Sparks of Joy and Awe: Gabe
Tarot: Page of Vessels, Otter
“As a person, Page of Vessels represents someone with an open and youthful approach to life. They are imaginative and playful characters. Otters may be mischievous, but their hearts are not malicious. Expect a surprise when Otter shows up to say hello!”
The page of Vessels, the otter, reminds me to play, use my imagination for fun, enjoyment. Get some more mischief in my life. More surprise. More oneg, pleasure. More simcha, joy. Let my hair, what there is of it, down. Shake it all about.
Like most late season Snows, this one on June 1!, mostly gone yesterday. The rest will disappear today. Already 55 at 9am. All Moisture is good Moisture.

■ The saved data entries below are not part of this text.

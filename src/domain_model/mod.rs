mod booking;
mod destination;
mod payment;
mod review;
mod timestamp;
mod token;
mod user;

pub use booking::*;
pub use destination::*;
pub use payment::*;
pub use review::*;
pub use token::*;
pub use user::*;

Up here. Though. The Boundary Waters and Rainy Lake? Not so much. Water is not always where its needed. Watch for the Water wars to ratchet up here in the West.
We had a powerful conversation at mussar yesterday about Uvalde and gun violence. Even our most conservative member, a Trump gal, was agin’ it. When will we ever learn?

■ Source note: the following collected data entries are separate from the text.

use crate::application_port::*;
use crate::domain_model::*;
use crate::domain_port::*;
use crate::logger::*;
use serde::Serialize;
use serde::de::DeserializeOwned;
use serde_json::Value;
use std::sync::Arc;

pub const DEFAULT_BASE_URL: &str = "https://student2.softclub.tj";

const NO_CONTENT: u16 = 204;

/// Typed request layer over the remote booking API.
///
/// Holds no identity of its own: the bearer credential is read from the
/// token store on every call, so whatever the session last persisted is
/// what goes on the wire.
pub struct ApiClient {
    base_url: String,
    transport: Arc<dyn HttpTransport>,
    token_store: Arc<dyn TokenStore>,
}

#[derive(Serialize)]
struct LogoutBody<'a> {
    token: &'a str,
}

#[derive(Serialize)]
struct RefreshBody<'a> {
    refresh_token: &'a str,
}

impl ApiClient {
    pub fn new(
        base_url: impl Into<String>,
        transport: Arc<dyn HttpTransport>,
        token_store: Arc<dyn TokenStore>,
    ) -> Self {
        let base_url = base_url.into().trim_end_matches('/').to_string();
        Self {
            base_url,
            transport,
            token_store,
        }
    }

    pub fn base_url(&self) -> &str {
        &self.base_url
    }

    async fn bearer(&self) -> Option<AccessToken> {
        match self.token_store.access_token().await {
            Ok(token) => token,
            Err(e) => {
                warn!(error = %e, "could not read access token, sending request unauthenticated");
                None
            }
        }
    }

    async fn execute<T: DeserializeOwned>(
        &self,
        method: HttpMethod,
        path: &str,
        body: Option<Vec<u8>>,
    ) -> Result<T, ApiError> {
        let mut headers = vec![("Content-Type".to_string(), "application/json".to_string())];
        if let Some(token) = self.bearer().await {
            headers.push(("Authorization".to_string(), format!("Bearer {}", token.0)));
        }
        let request = HttpRequest {
            method,
            url: format!("{}{}", self.base_url, path),
            headers,
            body,
        };

        debug!(%method, path, "api request");
        let response = self.transport.send(request).await.map_err(|e| {
            debug!(%method, path, error = %e, "api transport failure");
            ApiError::from(e)
        })?;

        if !response.is_success() {
            let message = extract_error_message(response.status, &response.body);
            debug!(%method, path, status = response.status, %message, "api request rejected");
            return Err(ApiError::Status {
                status: response.status,
                message,
            });
        }
        decode_body(response.status, &response.body)
    }

    async fn get<T: DeserializeOwned>(&self, path: &str) -> Result<T, ApiError> {
        self.execute(HttpMethod::Get, path, None).await
    }

    async fn send_json<B, T>(&self, method: HttpMethod, path: &str, body: &B) -> Result<T, ApiError>
    where
        B: Serialize + ?Sized + Sync,
        T: DeserializeOwned,
    {
        let body = serde_json::to_vec(body).map_err(|e| ApiError::Encode(e.to_string()))?;
        self.execute(method, path, Some(body)).await
    }
}

/// Decode a successful body. "No content" decodes as JSON `null`, which is
/// what `()` and `Option<_>` results expect.
fn decode_body<T: DeserializeOwned>(status: u16, body: &[u8]) -> Result<T, ApiError> {
    let body: &[u8] = if status == NO_CONTENT || body.iter().all(u8::is_ascii_whitespace) {
        b"null"
    } else {
        body
    };
    serde_json::from_slice(body).map_err(|e| ApiError::Decode(e.to_string()))
}

/// Human-readable message for a failed response.
///
/// In order: a `detail` list of field errors joined with `", "`, then a
/// single `detail` or `message` value, then a generic status line.
pub fn extract_error_message(status: u16, body: &[u8]) -> String {
    let Ok(value) = serde_json::from_slice::<Value>(body) else {
        return format!("HTTP error! status: {status}");
    };

    if let Some(Value::Array(entries)) = value.get("detail") {
        if entries.is_empty() {
            return format!("Validation error: {status}");
        }
        return entries
            .iter()
            .map(entry_message)
            .collect::<Vec<_>>()
            .join(", ");
    }

    [value.get("detail"), value.get("message")]
        .into_iter()
        .flatten()
        .find_map(render_message)
        .unwrap_or_else(|| format!("HTTP error! status: {status}"))
}

fn entry_message(entry: &Value) -> String {
    match entry.get("msg").and_then(Value::as_str) {
        Some(msg) if !msg.is_empty() => msg.to_string(),
        _ => entry.to_string(),
    }
}

fn render_message(value: &Value) -> Option<String> {
    match value {
        Value::Null | Value::Bool(false) => None,
        Value::String(s) if s.is_empty() => None,
        Value::String(s) => Some(s.clone()),
        other => Some(other.to_string()),
    }
}

// auth
impl ApiClient {
    pub async fn register(&self, input: &RegisterInput) -> Result<Identity, ApiError> {
        self.send_json(HttpMethod::Post, "/auth/register", input)
            .await
    }

    pub async fn login(&self, input: &LoginInput) -> Result<TokenPair, ApiError> {
        self.send_json(HttpMethod::Post, "/auth/login", input).await
    }

    pub async fn logout(&self, token: &AccessToken) -> Result<(), ApiError> {
        let body = LogoutBody { token: &token.0 };
        self.send_json(HttpMethod::Post, "/auth/logout", &body)
            .await
    }

    pub async fn refresh(&self, refresh_token: &RefreshToken) -> Result<TokenPair, ApiError> {
        let body = RefreshBody {
            refresh_token: &refresh_token.0,
        };
        self.send_json(HttpMethod::Post, "/auth/refresh", &body)
            .await
    }

    /// Identity lookup for the currently stored access token.
    pub async fn me(&self) -> Result<Identity, ApiError> {
        self.get("/auth/me").await
    }

    pub async fn profile(&self) -> Result<Identity, ApiError> {
        self.get("/auth/profile").await
    }

    pub async fn update_profile(&self, update: &ProfileUpdate) -> Result<Identity, ApiError> {
        self.send_json(HttpMethod::Patch, "/auth/profile", update)
            .await
    }

    pub async fn roles(&self) -> Result<Vec<Role>, ApiError> {
        self.get("/auth/roles").await
    }
}

// destinations
impl ApiClient {
    pub async fn list_destinations(&self) -> Result<Vec<Destination>, ApiError> {
        self.get("/destinations/destinations").await
    }

    pub async fn get_destination(&self, id: &str) -> Result<Destination, ApiError> {
        self.get(&format!("/destinations/destinations/{id}")).await
    }

    pub async fn create_destination(
        &self,
        input: &DestinationCreate,
    ) -> Result<Destination, ApiError> {
        self.send_json(HttpMethod::Post, "/destinations/destinations", input)
            .await
    }

    pub async fn update_destination(
        &self,
        id: &str,
        input: &DestinationUpdate,
    ) -> Result<Destination, ApiError> {
        let path = format!("/destinations/destinations/{id}");
        self.send_json(HttpMethod::Put, &path, input).await
    }

    pub async fn delete_destination(&self, id: &str) -> Result<(), ApiError> {
        let path = format!("/destinations/destinations/{id}");
        self.execute(HttpMethod::Delete, &path, None).await
    }
}

// bookings
impl ApiClient {
    pub async fn list_bookings(&self) -> Result<Vec<Booking>, ApiError> {
        self.get("/bookings/bookings").await
    }

    pub async fn my_bookings(&self) -> Result<Vec<Booking>, ApiError> {
        self.get("/bookings/bookings/my").await
    }

    pub async fn create_booking(&self, input: &BookingCreate) -> Result<Booking, ApiError> {
        self.send_json(HttpMethod::Post, "/bookings/bookings", input)
            .await
    }

    pub async fn cancel_booking(&self, id: &str) -> Result<Booking, ApiError> {
        let path = format!("/bookings/bookings/{id}/cancel");
        self.execute(HttpMethod::Patch, &path, None).await
    }

    pub async fn update_booking_status(
        &self,
        id: &str,
        status: BookingStatus,
    ) -> Result<Booking, ApiError> {
        let path = format!("/bookings/bookings/{id}/status");
        self.send_json(HttpMethod::Patch, &path, &BookingStatusUpdate { status })
            .await
    }
}

// reviews
impl ApiClient {
    pub async fn destination_reviews(&self, destination_id: &str) -> Result<Vec<Review>, ApiError> {
        self.get(&format!("/reviews/destinations/{destination_id}/reviews"))
            .await
    }

    pub async fn create_review(&self, input: &ReviewCreate) -> Result<Review, ApiError> {
        self.send_json(HttpMethod::Post, "/reviews/reviews", input)
            .await
    }

    pub async fn update_review(&self, id: &str, input: &ReviewUpdate) -> Result<Review, ApiError> {
        let path = format!("/reviews/reviews/{id}");
        self.send_json(HttpMethod::Put, &path, input).await
    }

    pub async fn delete_review(&self, id: &str) -> Result<(), ApiError> {
        let path = format!("/reviews/reviews/{id}");
        self.execute(HttpMethod::Delete, &path, None).await
    }
}

// payments
impl ApiClient {
    pub async fn list_payments(&self) -> Result<Vec<Payment>, ApiError> {
        self.get("/payments/payments").await
    }

    pub async fn my_payments(&self) -> Result<Vec<Payment>, ApiError> {
        self.get("/payments/payments/my").await
    }

    pub async fn create_payment(&self, input: &PaymentCreate) -> Result<Payment, ApiError> {
        self.send_json(HttpMethod::Post, "/payments/payments", input)
            .await
    }
}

“When a stranger resides with you in your land, you shall not oppress the stranger. 34 The stranger who resides with you shall be to you as the native-born among you; you shall love the stranger as yourself, for you were strangers in the land of Egypt: I am the Lord your God.” Leviticus 19:33-34
The mussar text from yesterday quoted this verse and a comment on it by a German-Jewish philosopher, Herman Cohen. Loving God. Got it. Love your neighbor. Got it. A member of the tribe. Someone like you. Not stranger. Love a stranger? In this verse Cohen says we discover humanity and God’s disposition toward our species. Love is not merely tribal, but universal.
A strong rebuke to the gun worshipers who say, “Hate the stranger in your midst. And, if possible, shoot them.”
Gabe is up here for a couple of days. I’m recruiting him to help learn lines. Also, to find that annoying beep. He tried to find it but like me, could not. Jon? Nope. Gabe loves Kep and wants to see him, work on jigsaw puzzles, watch TV, hunt for deer antlers.
We’re going to a presentation on Israel at the synagogue this evening. I like getting the kids over to the synagogue as often as possible. Being Jewish is important to them, but that part of them is not getting fed right now.
Ruth comes home tomorrow. Jon and she will come up here for a family meal after she gets released.
There’s a Denver Mountain Parks Trail on the way home from Evergreen, maybe 3/4’s of a mile from 73. I talked about it last week. I’ve taken to hiking it after mussar. One of my two trail hikes during the week. After our conversation about loving neighbors and strangers we talked about saying hello to strangers and acquaintances alike when we’re out and about. Having just finished Overstory I suggested we include Trees and Flowers, Rocks and Streams.
Along I went. Hello. To the thick Ponderosa. Hello to the Bluebells peeking from the Grass. Hello to the great slab of Granite covered with Moss and Lodgepole Roots. Hello to the Stream running happily. Singing to me as I hiked. Hello to the Wild Strawberry. To the thorny wild Berry Canes. Hello to the tall Pine climbing up straight as a mast. Hello to the Rocky Stream Bed that gives the Water a crashing, foaming moment at the end of the trail. Hello to the small Pond and the Waterstrider on the Pond.
This was more than a casual exercise. It made me feel I was among friends, no longer strangers these Plants. These Rocks. This Water. It might feel silly at first. That’s ok. Silly is good. Otter already told us so. You could give it a try.